Primer enigma, la muerte.
Una obra literaria puede elegir el camino de su muerte en dos sentidos opuestos: como una entrega al servicio de los hombres o como la consumación de una irreductible soledad, como una suma de o como una atareada sustracción.
El riguroso metaforismo, por ejemplo, en Góngora (2), abre el interrogante sobre si las relaciones entre literatura y realidad son ilusas, y si la literatura puede incorporarse a la vida de los hombres o está condenada a la alienación.
Narrar sin fin, resistir en la precariedad, la vida amenazada insiste en perdurar. Toda la ficción señala y alegoriza este deseo que es deseo de la víctima. La victima acude a la narración para suspender la muerte. Esta narración sin fin que se construye como escritura literaria y es asediada (fragmentada) por la escritura testimonial. Si la ficción es el deseo de la vida, el testimonio es presencia de la muerte, aplazada por la narración. Testimonio se opone a literatura y la complementa.
Muerte en la imagen del espejo roto, la escritura como unidad perdida, violentada. El espejo roto es también una metáfora del cuerpo, por lo tanto tanto, más que hablar de escritura-espejo, es preciso describirla como escritura-cuerpo, pues lo que está más persistentemente metaforizado por el trabajo de la escritura es la presencia del cuerpo. La escritura es cuerpo y metaforiza el cuerpo (y sus desplazamientos). El cuerpo desfallece en la escritura, en su ritmo trabajoso y obsesivo, en la quiebra, el detenimiento y la caída.

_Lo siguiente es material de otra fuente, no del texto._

//! Behavioural tests for the masking writer.

use std::io::{self, Write};
use std::sync::{mpsc, Arc, Mutex};
use std::thread;
use std::time::{Duration, Instant};

use secret_mask::masker::Masker;
use secret_mask::MaskError;

const MASK: &str = "<redacted by secret-mask>";

#[derive(Clone, Default)]
struct SharedSink(Arc<Mutex<Vec<u8>>>);

impl SharedSink {
    fn bytes(&self) -> Vec<u8> {
        self.0.lock().unwrap().clone()
    }

    fn contents(&self) -> String {
        String::from_utf8(self.bytes()).unwrap()
    }
}

impl Write for SharedSink {
    fn write(&mut self, buf: &[u8]) -> io::Result<usize> {
        self.0.lock().unwrap().extend_from_slice(buf);
        Ok(buf.len())
    }

    fn flush(&mut self) -> io::Result<()> {
        Ok(())
    }
}

struct ErrWriter;

impl Write for ErrWriter {
    fn write(&mut self, _buf: &[u8]) -> io::Result<usize> {
        Err(io::Error::other("test"))
    }

    fn flush(&mut self) -> io::Result<()> {
        Ok(())
    }
}

/// Write `chunks` through a fresh masker, flush, and return the output.
fn mask_chunks(secrets: &[&str], timeout: Duration, chunks: &[&[u8]]) -> String {
    let masker = Masker::new(secrets.iter().copied(), MASK, timeout).unwrap();
    let sink = SharedSink::default();
    let mut writer = masker.new_writer(sink.clone());
    masker.spawn().unwrap();

    for chunk in chunks {
        assert_eq!(writer.write(chunk).unwrap(), chunk.len());
    }
    masker.flush().unwrap();
    masker.close().unwrap();
    sink.contents()
}

fn masked(parts: &[&str]) -> String {
    parts.join("")
}

/// Deterministic bytes with every value represented.
fn pseudo_random_bytes(len: usize) -> Vec<u8> {
    let mut state: u32 = 0x2545_f491;
    (0..len)
        .map(|_| {
            state ^= state << 13;
            state ^= state >> 17;
            state ^= state << 5;
            (state >> 24) as u8
        })
        .collect()
}

const DEFAULT_TIMEOUT: Duration = Duration::from_millis(10);

#[test]
fn output_without_secrets_is_unchanged() {
    let out = mask_chunks(&["foo", "bar"], DEFAULT_TIMEOUT, &[b"test"]);
    assert_eq!(out, "test");
}

#[test]
fn masks_single_secret() {
    let out = mask_chunks(&["foo", "bar"], DEFAULT_TIMEOUT, &[b"test foo test"]);
    assert_eq!(out, masked(&["test ", MASK, " test"]));
}

#[test]
fn masks_multiple_secrets() {
    let out = mask_chunks(&["foo", "bar"], DEFAULT_TIMEOUT, &[b"test foo bar"]);
    assert_eq!(out, masked(&["test ", MASK, " ", MASK]));
}

#[test]
fn incomplete_secret_is_released_on_flush() {
    let out = mask_chunks(&["foobar"], DEFAULT_TIMEOUT, &[b"test foo"]);
    assert_eq!(out, "test foo");
}

#[test]
fn secret_containing_other_secrets_is_masked_once() {
    let out = mask_chunks(
        &["foo", "bar", "testfoobartestfoo"],
        DEFAULT_TIMEOUT,
        &[b"testfoobartestfoo bar foo"],
    );
    assert_eq!(out, masked(&[MASK, " ", MASK, " ", MASK]));
}

#[test]
fn secret_split_across_writes_is_masked() {
    let out = mask_chunks(&["foo", "bar"], DEFAULT_TIMEOUT, &[b"fo", b"o bar f", b"o"]);
    assert_eq!(out, masked(&[MASK, " ", MASK, " fo"]));
}

#[test]
fn pause_within_timeout_still_masks() {
    let masker = Masker::new(["foo", "bar"], MASK, Duration::from_secs(10)).unwrap();
    let sink = SharedSink::default();
    let mut writer = masker.new_writer(sink.clone());
    masker.spawn().unwrap();

    writer.write_all(b"fo").unwrap();
    thread::sleep(Duration::from_millis(1));
    writer.write_all(b"o test").unwrap();
    masker.close().unwrap();

    assert_eq!(sink.contents(), masked(&[MASK, " test"]));
}

#[test]
fn pause_beyond_timeout_releases_partial_secret() {
    let masker = Masker::new(["foo", "bar"], MASK, Duration::from_micros(1)).unwrap();
    let sink = SharedSink::default();
    let mut writer = masker.new_writer(sink.clone());
    masker.spawn().unwrap();

    writer.write_all(b"fo").unwrap();
    thread::sleep(Duration::from_secs(2));
    writer.write_all(b"o bar test").unwrap();
    masker.close().unwrap();

    assert_eq!(sink.contents(), masked(&["foo ", MASK, " test"]));
}

#[test]
fn each_write_rearms_the_timer() {
    let masker = Masker::new(["foo"], MASK, Duration::from_millis(500)).unwrap();
    let sink = SharedSink::default();
    let mut writer = masker.new_writer(sink.clone());
    masker.spawn().unwrap();

    // Longer than the timeout in total, shorter between any two writes.
    writer.write_all(b"f").unwrap();
    thread::sleep(Duration::from_millis(300));
    writer.write_all(b"o").unwrap();
    thread::sleep(Duration::from_millis(300));
    writer.write_all(b"o").unwrap();
    masker.close().unwrap();

    assert_eq!(sink.contents(), MASK);
}

#[test]
fn quiet_writer_times_out_while_another_keeps_writing() {
    let masker = Masker::new(["foo"], MASK, Duration::from_millis(50)).unwrap();
    let quiet = SharedSink::default();
    let busy = SharedSink::default();
    let mut quiet_writer = masker.new_writer(quiet.clone());
    let mut busy_writer = masker.new_writer(busy.clone());
    masker.spawn().unwrap();

    quiet_writer.write_all(b"fo").unwrap();
    let started = Instant::now();
    while started.elapsed() < Duration::from_millis(300) {
        busy_writer.write_all(b"x").unwrap();
        thread::sleep(Duration::from_millis(5));
    }

    assert_eq!(quiet.contents(), "fo");
    masker.close().unwrap();
}

#[test]
fn writer_timers_are_rearmed_independently() {
    let masker = Masker::new(["foo"], MASK, Duration::from_millis(500)).unwrap();
    let first = SharedSink::default();
    let second = SharedSink::default();
    let mut first_writer = masker.new_writer(first.clone());
    let mut second_writer = masker.new_writer(second.clone());
    masker.spawn().unwrap();

    // The second stream's writes must not extend the first stream's timer,
    // and the first stream's writes keep its own match alive.
    first_writer.write_all(b"f").unwrap();
    second_writer.write_all(b"fo").unwrap();
    thread::sleep(Duration::from_millis(350));
    first_writer.write_all(b"o").unwrap();
    thread::sleep(Duration::from_millis(350));
    first_writer.write_all(b"o").unwrap();

    assert_eq!(second.contents(), "fo");
    masker.close().unwrap();
    assert_eq!(first.contents(), MASK);
}

#[test]
fn zero_timeout_masks_complete_secret_in_one_write() {
    let out = mask_chunks(&["foo", "bar"], Duration::ZERO, &[b"test foo test"]);
    assert_eq!(out, masked(&["test ", MASK, " test"]));
}

#[test]
fn long_input_in_single_byte_writes_passes_through() {
    let input = pseudo_random_bytes(10_000);
    let masker = Masker::new(Vec::<Vec<u8>>::new(), MASK, DEFAULT_TIMEOUT).unwrap();
    let sink = SharedSink::default();
    let mut writer = masker.new_writer(sink.clone());
    masker.spawn().unwrap();

    for byte in &input {
        writer.write_all(std::slice::from_ref(byte)).unwrap();
    }
    masker.flush().unwrap();

    assert_eq!(sink.bytes(), input);
    masker.close().unwrap();
}

#[test]
fn reused_input_buffer_does_not_corrupt_output() {
    let input = pseudo_random_bytes(10_000);
    let masker = Masker::new(Vec::<Vec<u8>>::new(), MASK, DEFAULT_TIMEOUT).unwrap();
    let sink = SharedSink::default();
    let mut writer = masker.new_writer(sink.clone());
    masker.spawn().unwrap();

    let mut tmp = [0u8; 1];
    for byte in &input {
        tmp[0] = *byte;
        writer.write_all(&tmp).unwrap();
    }
    masker.flush().unwrap();

    assert_eq!(sink.bytes(), input);
    masker.close().unwrap();
}

#[test]
fn long_input_with_secrets_in_small_chunks() {
    let secret = b"s3cr3t-t0k3n";
    let mut input = Vec::new();
    let mut expected = Vec::new();
    for line in 0..200 {
        let text = format!("line {line}: ");
        input.extend_from_slice(text.as_bytes());
        input.extend_from_slice(secret);
        input.push(b'\n');
        expected.extend_from_slice(text.as_bytes());
        expected.extend_from_slice(MASK.as_bytes());
        expected.push(b'\n');
    }

    let masker = Masker::new([secret.to_vec()], MASK, Duration::from_secs(10)).unwrap();
    let sink = SharedSink::default();
    let mut writer = masker.new_writer(sink.clone());
    masker.spawn().unwrap();
    for chunk in input.chunks(5) {
        writer.write_all(chunk).unwrap();
    }
    masker.close().unwrap();

    assert_eq!(sink.bytes(), expected);
}

#[test]
fn flush_returns_before_timeout() {
    let masker = Arc::new(Masker::new(["foo"], MASK, Duration::from_secs(10)).unwrap());
    let sink = SharedSink::default();
    let mut writer = masker.new_writer(sink.clone());
    masker.spawn().unwrap();
    writer.write_all(b"teststring foo more text").unwrap();

    let (done_tx, done_rx) = mpsc::channel();
    let flusher = Arc::clone(&masker);
    thread::spawn(move || {
        let result = flusher.flush();
        let _ = done_tx.send(result.is_ok());
    });

    let flushed = done_rx
        .recv_timeout(Duration::from_secs(5))
        .expect("masker was not flushed before timeout");
    assert!(flushed);
    assert_eq!(sink.contents(), masked(&["teststring ", MASK, " more text"]));
    masker.close().unwrap();
}

#[test]
fn output_appears_without_flush_once_resolved() {
    let masker = Masker::new(["foo"], MASK, Duration::from_secs(10)).unwrap();
    let sink = SharedSink::default();
    let mut writer = masker.new_writer(sink.clone());
    masker.spawn().unwrap();

    writer.write_all(b"plain text\n").unwrap();

    let deadline = Instant::now() + Duration::from_secs(5);
    while sink.bytes().is_empty() && Instant::now() < deadline {
        thread::sleep(Duration::from_millis(5));
    }
    assert_eq!(sink.contents(), "plain text\n");
    masker.close().unwrap();
}

#[test]
fn write_error_surfaces_only_through_flush() {
    let masker = Masker::new(["a"], "aa", Duration::from_millis(1)).unwrap();
    let mut writer = masker.new_writer(ErrWriter);
    masker.spawn().unwrap();

    assert_eq!(writer.write(&[0x01]).unwrap(), 1);

    match masker.flush() {
        Err(MaskError::Sink(err)) => assert_eq!(err.to_string(), "test"),
        other => panic!("Expected sink error, got {:?}", other),
    }
    // Writes keep being accepted after the failure.
    assert_eq!(writer.write(b"more").unwrap(), 4);
    assert!(matches!(masker.close(), Err(MaskError::Sink(_))));
}

#[test]
fn run_blocks_on_caller_thread_until_close() {
    let masker = Arc::new(Masker::new(["hunter2"], MASK, Duration::from_secs(10)).unwrap());
    let sink = SharedSink::default();
    let mut writer = masker.new_writer(sink.clone());

    let runner = Arc::clone(&masker);
    let pump = thread::spawn(move || runner.run());

    writer.write_all(b"pass=hunter2").unwrap();
    // Flush only returns once the pump thread owns the queue.
    masker.flush().unwrap();
    masker.close().unwrap();
    pump.join().unwrap().unwrap();

    assert_eq!(sink.contents(), masked(&["pass=", MASK]));
}

#[test]
fn close_without_running_drains_inline() {
    let masker = Masker::new(["hunter2"], "***", Duration::from_secs(10)).unwrap();
    let sink = SharedSink::default();
    let mut writer = masker.new_writer(sink.clone());

    writer.write_all(b"pass=hunter2").unwrap();
    masker.close().unwrap();

    assert_eq!(sink.contents(), "pass=***");
    assert_eq!(
        writer.write(b"late").unwrap_err().kind(),
        io::ErrorKind::BrokenPipe
    );
}

#[test]
fn independent_writers_share_one_pump() {
    let masker = Masker::new(["hunter2"], "***", Duration::from_secs(10)).unwrap();
    let out = SharedSink::default();
    let err = SharedSink::default();
    let stdout = masker.new_writer(out.clone());
    let stderr = masker.new_writer(err.clone());
    masker.spawn().unwrap();

    let handles: Vec<_> = [("out hunter2", stdout.clone()), ("err hunter2", stderr.clone())]
        .into_iter()
        .map(|(data, mut writer)| {
            thread::spawn(move || {
                for chunk in data.as_bytes().chunks(3) {
                    writer.write_all(chunk).unwrap();
                }
            })
        })
        .collect();
    for handle in handles {
        handle.join().unwrap();
    }
    masker.close().unwrap();

    assert_eq!(out.contents(), "out ***");
    assert_eq!(err.contents(), "err ***");
}

#[test]
fn binary_secret_is_masked() {
    let secret = vec![0x00, 0xff, 0x10, 0x80];
    let masker = Masker::new([secret.clone()], "#", Duration::from_secs(10)).unwrap();
    let sink = SharedSink::default();
    let mut writer = masker.new_writer(sink.clone());
    masker.spawn().unwrap();

    writer.write_all(&[0x01, 0x00, 0xff]).unwrap();
    writer.write_all(&[0x10, 0x80, 0x02]).unwrap();
    masker.close().unwrap();

    assert_eq!(sink.bytes(), vec![0x01, b'#', 0x02]);
}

Segundo enigma, el rumor del sentido.
La palabra rumor, desde su presencia sonora, evoca la imagen de un ruido difuso y continuo, la suave o inquietante persistencia de una murmuración que va de aquí a allá hablando sin hablar o callando sin hacer silencio. El rumor está siempre comenzado, se deja escuchar como si llegara de lejos, en un instante anterior a su mensaje; es esa persistencia de sonidos ubicuos y multiformes que ocultan el sentido y a su vez prometen su revelación.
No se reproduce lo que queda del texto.